Une convention d’occupation du domaine public ne peut être tacite et doit revêtir un caractère écrit. En l’absence de contrat, la responsabilité de la personne publique peut toutefois être recherchée sur le terrain extracontractuel, y compris lorsque ces conclusions sont soulevées pour la première fois en appel

Catégorie

Domanialité publique, Droit administratif général

Date

July 2015

Temps de lecture

5 minutes

CE 19 juin 2015 Société Immobilière du Port de Boulogne, req. n° 369558 : Publié au Rec. CE.

La décision rendue par le Conseil d’Etat le 19 juin 2015 précise que l’occupation du domaine public doit être autorisée par un titre, lequel ne peut être accordé tacitement. Elle indique par ailleurs, qu’en l’absence de contrat, le requérant peut se placer sur le terrain de la responsabilité extracontractuelle et invoquer la responsabilité de la personne publique pour enrichissement sans cause et faute, ces conclusions pouvant être soulevées pour la première fois en appel.

Dans cette affaire, la Société Immobilière du port de Boulogne donnait en location un hangar qu’elle avait édifié sur l’emprise du port de Boulogne-sur-Mer. Si un projet de contrat avait initialement été établi entre la Chambre de commerce et d’industrie de Boulogne-sur-Mer (la CCI) et la SIPB s’agissant de la construction et de l’exploitation du hangar, celui-ci n’avait toutefois pas été signé. Néanmoins, dans une lettre de la CCI du 3 février 1995, la CCI précisait les conditions financières de l’occupation du domaine public, pour les années 1994 à 1999. Précisions que pendant 10 ans, la CCI a toléré la présence de la SIPB sur son domaine public, tout en percevant les redevances correspondantes.

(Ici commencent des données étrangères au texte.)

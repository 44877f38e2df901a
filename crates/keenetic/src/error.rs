//! CLI error types with miette diagnostics.
//!
//! Maps `CoreError` and `ConfigError` variants into user-facing errors
//! with actionable help text.

use miette::Diagnostic;
use thiserror::Error;

use keenetic_config::ConfigError;
use keenetic_core::CoreError;

/// Process exit codes.
pub mod exit_code {
    pub const GENERAL: i32 = 1;
    pub const USAGE: i32 = 2;
    pub const AUTH: i32 = 3;
    pub const NOT_FOUND: i32 = 4;
    pub const UNSUPPORTED: i32 = 5;
    pub const CONNECTION: i32 = 7;
    pub const TIMEOUT: i32 = 8;
}

#[derive(Debug, Error, Diagnostic)]
pub enum CliError {
    // ── Connection ───────────────────────────────────────────────────

    #[error("Could not connect to router at {url}")]
    #[diagnostic(
        code(keenetic::connection_failed),
        help(
            "Check that the router is reachable and the web management port is open.\n\
             URL: {url}\n\
             Try: keenetic system --host 192.168.1.1"
        )
    )]
    ConnectionFailed {
        url: String,
        #[source]
        source: Box<dyn std::error::Error + Send + Sync>,
    },

    // ── Authentication ───────────────────────────────────────────────

    #[error("Authentication failed: {message}")]
    #[diagnostic(
        code(keenetic::auth_failed),
        help(
            "Verify the login and password for this router.\n\
             Run: keenetic config set-password"
        )
    )]
    AuthFailed { message: String },

    #[error("No password configured for profile '{profile}'")]
    #[diagnostic(
        code(keenetic::no_credentials),
        help(
            "Store one with: keenetic config set-password --profile {profile}\n\
             Or set the KEENETIC_PASSWORD environment variable."
        )
    )]
    NoCredentials { profile: String },

    // ── Resources ────────────────────────────────────────────────────

    #[error("{resource_type} '{identifier}' not found")]
    #[diagnostic(
        code(keenetic::not_found),
        help("Run: keenetic {list_command} to see what the router reports")
    )]
    NotFound {
        resource_type: String,
        identifier: String,
        list_command: String,
    },

    // ── API ──────────────────────────────────────────────────────────

    #[error("Router API error{}: {message}", status.map(|s| format!(" (HTTP {s})")).unwrap_or_default())]
    #[diagnostic(code(keenetic::api_error))]
    ApiError { status: Option<u16>, message: String },

    #[error("Unexpected router response: {message}")]
    #[diagnostic(
        code(keenetic::decode),
        help("Run with -vv to log the raw response.")
    )]
    Decode { message: String },

    // ── Unsupported ──────────────────────────────────────────────────

    #[error("Operation '{operation}' is not supported by this router")]
    #[diagnostic(code(keenetic::unsupported), help("This command requires {required}."))]
    Unsupported { operation: String, required: String },

    // ── Validation ───────────────────────────────────────────────────

    #[error("Invalid value for {field}: {reason}")]
    #[diagnostic(code(keenetic::validation))]
    Validation { field: String, reason: String },

    // ── Configuration ────────────────────────────────────────────────

    #[error("Profile '{name}' not found in configuration")]
    #[diagnostic(
        code(keenetic::profile_not_found),
        help(
            "Available profiles: {available}\n\
             Create one with: keenetic config init"
        )
    )]
    ProfileNotFound { name: String, available: String },

    #[error("No router configured")]
    #[diagnostic(
        code(keenetic::no_config),
        help(
            "Create a profile with: keenetic config init\n\
             Or pass --host. Expected config at: {path}"
        )
    )]
    NoConfig { path: String },

    #[error(transparent)]
    #[diagnostic(code(keenetic::config))]
    Config(Box<ConfigError>),

    // ── Interactive ──────────────────────────────────────────────────

    #[error("Destructive operation '{action}' requires confirmation")]
    #[diagnostic(
        code(keenetic::confirmation_required),
        help("Use --yes (-y) to skip confirmation in non-interactive contexts.")
    )]
    NonInteractiveRequiresYes { action: String },

    // ── Timeout ──────────────────────────────────────────────────────

    #[error("Request timed out after {seconds}s")]
    #[diagnostic(
        code(keenetic::timeout),
        help("Increase timeout with --timeout or check router responsiveness.")
    )]
    Timeout { seconds: u64 },

    // ── IO / Serialization ────────────────────────────────────────────

    #[error(transparent)]
    Io(#[from] std::io::Error),

    #[error("Invalid JSON: {0}")]
    #[diagnostic(code(keenetic::json))]
    Json(#[from] serde_json::Error),

    #[error("YAML rendering failed: {0}")]
    #[diagnostic(code(keenetic::yaml))]
    Yaml(#[from] serde_yaml::Error),
}

impl CliError {
    /// Map this error to an exit code for process termination.
    pub fn exit_code(&self) -> i32 {
        match self {
            Self::ConnectionFailed { .. } => exit_code::CONNECTION,
            Self::AuthFailed { .. } | Self::NoCredentials { .. } => exit_code::AUTH,
            Self::NotFound { .. } => exit_code::NOT_FOUND,
            Self::Timeout { .. } => exit_code::TIMEOUT,
            Self::Validation { .. }
            | Self::NonInteractiveRequiresYes { .. }
            | Self::ProfileNotFound { .. }
            | Self::NoConfig { .. } => exit_code::USAGE,
            Self::Unsupported { .. } => exit_code::UNSUPPORTED,
            Self::Config(inner) => match inner.as_ref() {
                ConfigError::NoCredentials { .. } => exit_code::AUTH,
                ConfigError::Validation { .. } | ConfigError::UnknownProfile { .. } => {
                    exit_code::USAGE
                }
                _ => exit_code::GENERAL,
            },
            _ => exit_code::GENERAL,
        }
    }
}

// ── CoreError → CliError mapping ─────────────────────────────────────

/// `list` subcommand that shows entities of a core entity type.
fn list_command(entity_type: &str) -> String {
    match entity_type {
        "Interface" => "interfaces list",
        "Port forwarding rule" => "port-forwarding list",
        "USB port" => "usb list",
        "Host" => "clients list",
        "Access point" => "wifi list",
        _ => "status",
    }
    .into()
}

impl From<CoreError> for CliError {
    fn from(err: CoreError) -> Self {
        match err {
            CoreError::ConnectionFailed { url, reason } => CliError::ConnectionFailed {
                url,
                source: reason.into(),
            },

            CoreError::AuthenticationFailed { message } => CliError::AuthFailed { message },

            CoreError::RouterDisconnected => CliError::ConnectionFailed {
                url: "(disconnected)".into(),
                source: "Router connection was lost".into(),
            },

            CoreError::Timeout { timeout_secs } => CliError::Timeout {
                seconds: timeout_secs,
            },

            CoreError::NotFound {
                entity_type,
                identifier,
            } => CliError::NotFound {
                list_command: list_command(&entity_type),
                resource_type: entity_type,
                identifier,
            },

            CoreError::Unsupported {
                operation,
                required,
            } => CliError::Unsupported {
                operation,
                required,
            },

            CoreError::ValidationFailed { message } => CliError::Validation {
                field: "input".into(),
                reason: message,
            },

            CoreError::Decode { message } => CliError::Decode { message },

            CoreError::Api { message, status } => CliError::ApiError { status, message },

            CoreError::Io { message } => CliError::Io(std::io::Error::other(message)),

            CoreError::Config { message } => CliError::Validation {
                field: "config".into(),
                reason: message,
            },
        }
    }
}

// ── ConfigError → CliError mapping ───────────────────────────────────

impl From<ConfigError> for CliError {
    fn from(err: ConfigError) -> Self {
        match err {
            ConfigError::NoCredentials { profile } => CliError::NoCredentials { profile },
            ConfigError::Validation { field, reason } => CliError::Validation { field, reason },
            other => CliError::Config(Box::new(other)),
        }
    }
}

#[cfg(test)]
mod tests {
    use super::*;

    #[test]
    fn exit_codes_follow_error_class() {
        let auth: CliError = CoreError::AuthenticationFailed {
            message: "rejected".into(),
        }
        .into();
        assert_eq!(auth.exit_code(), exit_code::AUTH);

        let missing: CliError = CoreError::not_found("Interface", "Wireguard9").into();
        assert_eq!(missing.exit_code(), exit_code::NOT_FOUND);

        let timeout: CliError = CoreError::Timeout { timeout_secs: 30 }.into();
        assert_eq!(timeout.exit_code(), exit_code::TIMEOUT);

        let conn: CliError = CoreError::RouterDisconnected.into();
        assert_eq!(conn.exit_code(), exit_code::CONNECTION);
    }

    #[test]
    fn not_found_points_at_list_command() {
        let err: CliError = CoreError::not_found("Port forwarding rule", "7").into();
        match err {
            CliError::NotFound { list_command, .. } => {
                assert_eq!(list_command, "port-forwarding list");
            }
            other => panic!("unexpected {other:?}"),
        }
    }

    #[test]
    fn api_error_message_includes_status() {
        let err = CliError::ApiError {
            status: Some(403),
            message: "forbidden".into(),
        };
        assert_eq!(err.to_string(), "Router API error (HTTP 403): forbidden");
    }
}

C’est dans ce contexte qu’en juin 2008, la SIPB a informé la CCI de son intention de reprendre directement la gestion du hangar, et lui a demandé la prolongation de son autorisation jusqu’en 2020. Dans un courrier d’octobre 2008, la CCI a toutefois fait savoir à la SIPB qu’elle ne disposait d’aucun titre lui permettant d’occuper le domaine public. La CCI a ensuite conclu une autorisation d’occupation du domaine public avec une autre société.

La SIPB a alors saisi le tribunal administratif de Lille, estimant que la CCI avait illégalement prononcé la résiliation de la convention l’autorisant à occuper le domaine public, aux fins de voir celle-ci condamnée, sur le fondement de la responsabilité contractuelle, à lui payer la somme de 1 587 768 €. Le tribunal administratif de Lille, puis la cour administrative d’appel de Douai ont toutes deux écarté la responsabilité contractuelle de la CCI et rejeté, comme irrecevables, les conclusions indemnitaires fondées sur l’enrichissement sans cause et la faute quasi-délictuelle de la CCI.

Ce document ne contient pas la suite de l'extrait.